One of the best ways to reduce the infection is to rationalise blood transfusions, to ensure that it is only done when necessary.

“There are a number of instances when transfusions may not be warranted,” said Dr Rajan. “One needs to follow our guidelines before blood transfusion.”

In dengue cases, particularly, it has been observed that blood plasma is transfused to patients who do not need it.

In the US, the requirement of blood is going down every year. “This is not because they are getting healthier,” said Agarwal. “It is because people are not using blood irrationally. These guidelines are not being implemented.

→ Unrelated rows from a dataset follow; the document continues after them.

impl ArtifactPipeline {
    /// Create an idle pipeline
    #[must_use]
    pub fn new(
        files: Arc<dyn FileStore>,
        generator: Arc<dyn GenerationService>,
        verifier: Arc<dyn VerificationService>,
        previews: Arc<PreviewManager>,
        channel: EventChannel,
    ) -> Self {
        Self {
            files,
            generator,
            verifier,
            previews,
            consumer: ConsumerId::new(),
            channel,
            save_window: DEFAULT_SAVE_WINDOW,
            verification_window: DEFAULT_VERIFICATION_WINDOW,
            slot: None,
            slot_write: Mutex::new(()),
            inner: Mutex::new(Inner::default()),
        }
    }

    /// With acknowledgement display windows
    #[inline]
    #[must_use]
    pub fn with_ack_windows(mut self, save: Duration, verification: Duration) -> Self {
        self.save_window = save;
        self.verification_window = verification;
        self
    }

    /// With persisted artifact slot
    #[inline]
    #[must_use]
    pub fn with_slot_file(mut self, slot: SlotFile) -> Self {
        self.slot = Some(slot);
        self
    }

    /// Select `doc`, clearing the held artifact
    ///
    /// Reselecting the current document keeps the artifact and state. It
    /// returns the held preview, or fetches it again when an earlier fetch
    /// failed.
    ///
    /// # Returns
    /// The preview handle for binary documents, `None` for textual ones or
    /// when the selection moved on before the preview arrived.
    ///
    /// # Errors
    /// `WorkspaceError::FetchFailed` if the preview cannot be fetched; the
    /// selection still holds
    pub async fn select(&self, doc: DocumentRef) -> Result<Option<PreviewHandle>, WorkspaceError> {
        let binary = self.previews.is_binary(&doc);
        let epoch = {
            let mut inner = self.inner.lock();
            if inner.selection.as_ref() == Some(&doc) {
                if inner.preview.is_some() || inner.fetching || !binary {
                    return Ok(inner.preview.clone());
                }
                inner.fetching = true;
                inner.message = None;
                tracing::debug!(document = %doc, epoch = inner.epoch, "retrying preview");
                inner.epoch
            } else {
                inner.epoch += 1;
                inner.state = PipelineState::Selected;
                inner.selection = Some(doc.clone());
                inner.preview = None;
                inner.fetching = binary;
                inner.save.reset();
                inner.verification.reset();
                inner.message = None;
                Self::replace_artifact(&mut inner, GeneratedArtifact::empty());
                let epoch = inner.epoch;
                drop(inner);
                tracing::debug!(document = %doc, epoch, "selected");
                self.persist_slot();
                epoch
            }
        };

        if !binary {
            self.previews.release_consumer(self.consumer);
            return Ok(None);
        }

        let result = self.previews.acquire(self.consumer, &doc).await;
        let mut inner = self.inner.lock();
        let current = inner.epoch == epoch;
        if current {
            inner.fetching = false;
        }
        match result {
            Ok(Some(handle)) if current => {
                inner.preview = Some(handle.clone());
                Ok(Some(handle))
            }
            Ok(Some(handle)) => {
                drop(inner);
                self.previews.release(&handle);
                Ok(None)
            }
            Ok(None) => Ok(None),
            Err(err) => {
                if current {
                    inner.message = Some(err.user_message());
                }
                Err(err)
            }
        }
    }

    /// Generate an artifact from the selected document
    ///
    /// Accepted from `Selected`, `Ready` and `Failed`.
    ///
    /// # Errors
    /// - `WorkspaceError::InvalidTransition` without a selection or while
    ///   a generation is in flight
    /// - `WorkspaceError::NotBinary` for textual selections
    /// - `WorkspaceError::FetchFailed` / `WorkspaceError::GenerationError`;
    ///   the pipeline enters `Failed`
    /// - `WorkspaceError::Superseded` if the selection changed meanwhile; the
    ///   result is dropped and the state left to the newer selection
    pub async fn generate(&self) -> Result<GeneratedArtifact, WorkspaceError> {
        let (doc, epoch) = {
            let mut inner = self.inner.lock();
            let doc = match (&inner.selection, inner.state) {
                (
                    Some(doc),
                    PipelineState::Selected | PipelineState::Ready | PipelineState::Failed,
                ) => doc.clone(),
                (_, state) => {
                    return Err(WorkspaceError::InvalidTransition {
                        operation: "generate",
                        state,
                    })
                }
            };
            if !self.previews.is_binary(&doc) {
                let err = WorkspaceError::NotBinary { name: doc.name };
                inner.message = Some(err.user_message());
                return Err(err);
            }
            inner.state = PipelineState::Generating;
            inner.save.reset();
            inner.verification.reset();
            inner.message = None;
            Self::replace_artifact(&mut inner, GeneratedArtifact::pending(doc.name.clone()));
            (doc, inner.epoch)
        };
        self.persist_slot();
        tracing::info!(document = %doc, "generation requested");

        let result = self.request_generation(&doc).await;

        let outcome = {
            let mut inner = self.inner.lock();
            if inner.epoch != epoch {
                tracing::warn!(document = %doc, "generation result arrived after selection changed, discarding");
                return Err(WorkspaceError::Superseded { name: doc.name });
            }
            match result {
                Ok(code) => {
                    let artifact = GeneratedArtifact::ready(doc.name, code);
                    inner.state = PipelineState::Ready;
                    Self::replace_artifact(&mut inner, artifact.clone());
                    tracing::info!(source = %artifact.source_name, artifact = %artifact.target_name, "artifact ready");
                    Ok(artifact)
                }
                Err(err) => {
                    inner.state = PipelineState::Failed;
                    inner.message = Some(err.user_message());
                    Self::replace_artifact(&mut inner, GeneratedArtifact::failed(doc.name));
                    tracing::warn!(error = %err, "generation failed");
                    Err(err)
                }
            }
        };
        self.persist_slot();
        outcome
    }

    async fn request_generation(&self, doc: &DocumentRef) -> Result<GeneratedCode, WorkspaceError> {
        let bytes = self
            .files
            .fetch_binary(&doc.name)
            .await
            .map_err(|source| WorkspaceError::FetchFailed {
                name: doc.name.clone(),
                source,
            })?;
        self.generator
            .generate(&doc.name, bytes)
            .await
            .map_err(|source| WorkspaceError::GenerationError {
                name: doc.name.clone(),
                source,
            })
    }

    /// Persist the held artifact into the artifacts collection
    ///
    /// Publishes `artifact-persisted` with the target name once the write
    /// is accepted.
    ///
    /// # Errors
    /// - `WorkspaceError::InvalidTransition` unless `Ready`
    /// - `WorkspaceError::PersistError`; the pipeline stays `Ready`
    pub async fn save(&self) -> Result<(), WorkspaceError> {
        let (document, version) = {
            let mut inner = self.inner.lock();
            if inner.state != PipelineState::Ready || !inner.artifact.is_ready() {
                return Err(WorkspaceError::InvalidTransition {
                    operation: "save",
                    state: inner.state,
                });
            }
            inner.save.set(SaveStatus::Saving);
            (inner.artifact.to_text_document(), inner.slot_version)
        };

        match self.files.save_text(Collection::Artifacts, &document).await {
            Ok(()) => {
                {
                    let mut inner = self.inner.lock();
                    if inner.slot_version == version {
                        inner.save.flash(SaveStatus::Saved, self.save_window);
                        inner.message = None;
                    }
                }
                tracing::info!(artifact = %document.filename, "artifact saved");
                let report = self
                    .channel
                    .publish(Topic::ARTIFACT_PERSISTED, Some(document.filename));
                tracing::debug!(delivered = report.delivered, failed = report.failed, "save announced");
                Ok(())
            }
            Err(source) => {
                let err = WorkspaceError::PersistError {
                    name: document.filename,
                    source,
                };
                let mut inner = self.inner.lock();
                if inner.slot_version == version {
                    inner.save.reset();
                    inner.message = Some(err.user_message());
                }
                tracing::warn!(error = %err, "save failed");
                Err(err)
            }
        }
    }

    /// Ask the verification service to run the held artifact
    ///
    /// The outcome is only reflected in the transient verification status;
    /// the pipeline state is never changed.
    ///
    /// # Errors
    /// - `WorkspaceError::InvalidTransition` unless `Ready`
    /// - `WorkspaceError::VerificationFailed`
    pub async fn trigger_verification(&self) -> Result<(), WorkspaceError> {
        let (document, version) = {
            let mut inner = self.inner.lock();
            if inner.state != PipelineState::Ready || !inner.artifact.is_ready() {
                return Err(WorkspaceError::InvalidTransition {
                    operation: "trigger verification",
                    state: inner.state,
                });
            }
            inner.verification.set(VerificationStatus::Triggering);
            (inner.artifact.to_text_document(), inner.slot_version)
        };

        let result = self.verifier.trigger(&document).await;

        let mut inner = self.inner.lock();
        let current = inner.slot_version == version;
        match result {
            Ok(()) => {
                if current {
                    inner
                        .verification
                        .flash(VerificationStatus::Acknowledged, self.verification_window);
                }
                tracing::info!(artifact = %document.filename, "verification triggered");
                Ok(())
            }
            Err(source) => {
                let err = WorkspaceError::VerificationFailed {
                    name: document.filename,
                    source,
                };
                if current {
                    inner.verification.flash(
                        VerificationStatus::Failed(err.user_message()),
                        self.verification_window,
                    );
                }
                tracing::warn!(error = %err, "verification trigger failed");
                Err(err)
            }
        }
    }

    /// Return to `Idle`, dropping the selection, slot and preview
    pub fn clear(&self) {
        {
            let mut inner = self.inner.lock();
            inner.epoch += 1;
            inner.state = PipelineState::Idle;
            inner.selection = None;
            inner.preview = None;
            inner.fetching = false;
            inner.save.reset();
            inner.verification.reset();
            inner.message = None;
            Self::replace_artifact(&mut inner, GeneratedArtifact::empty());
        }
        self.persist_slot();
        self.previews.release_consumer(self.consumer);
        tracing::debug!("pipeline cleared");
    }

    /// Hold a previously persisted artifact without a selection
    ///
    /// Ignored unless the artifact is ready and the pipeline is idle.
    pub fn restore(&self, artifact: GeneratedArtifact) -> bool {
        let mut inner = self.inner.lock();
        if !artifact.is_ready() || inner.state != PipelineState::Idle {
            return false;
        }
        tracing::info!(artifact = %artifact.target_name, "artifact restored");
        inner.state = PipelineState::Ready;
        inner.artifact = artifact;
        inner.slot_version += 1;
        true
    }

    /// Consistent view for rendering
    #[must_use]
    pub fn snapshot(&self) -> PipelineSnapshot {
        let inner = self.inner.lock();
        PipelineSnapshot {
            state: inner.state,
            selection: inner.selection.clone(),
            artifact: inner.artifact.clone(),
            preview: inner.preview.clone(),
            save: inner.save.current(),
            verification: inner.verification.current(),
            message: inner.message.clone(),
        }
    }

    #[inline]
    #[must_use]
    pub fn state(&self) -> PipelineState {
        self.inner.lock().state
    }

    #[must_use]
    pub fn selection(&self) -> Option<DocumentRef> {
        self.inner.lock().selection.clone()
    }

    #[must_use]
    pub fn artifact(&self) -> GeneratedArtifact {
        self.inner.lock().artifact.clone()
    }

    /// Consumer identity under which previews are acquired
    #[inline]
    #[must_use]
    pub fn consumer(&self) -> ConsumerId {
        self.consumer
    }

    fn replace_artifact(inner: &mut Inner, artifact: GeneratedArtifact) {
        inner.artifact = artifact;
        inner.slot_version += 1;
    }

    /// Write the currently held artifact to the slot file
    ///
    /// Called after `inner` is released. Whichever write runs last reads
    /// the latest artifact, so the file never lags behind the slot.
    fn persist_slot(&self) {
        let Some(slot) = &self.slot else {
            return;
        };
        let _writing = self.slot_write.lock();
        let artifact = self.inner.lock().artifact.clone();
        if let Err(err) = slot.store(&artifact) {
            tracing::warn!(error = %err, "failed to persist artifact slot");
        }
    }
}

It is well known that using blood increases the number of days a patient is hospitalised and the potential complications.”

A thorough investigation

As the National Aids Control Organisation has said, it has not been proven that the HIV virus was in fact transmitted by blood transfusion in all the more than 2,000 cases.

Therefore, even as there is room for improvement in the blood transfusion policy and its implementation, we also need to ascertain the cause of infection in patients claiming to have contracted HIV via transfusion.

For this, each case should be scientifically investigated. “These cases should be mapped right back to the individual,” said Agarwal. “How can we decide a change in the policy unless we know what the problem is?”

Based on the findings of such an investigation, Agarwal said, the government and other stakeholders should work on a revised policy.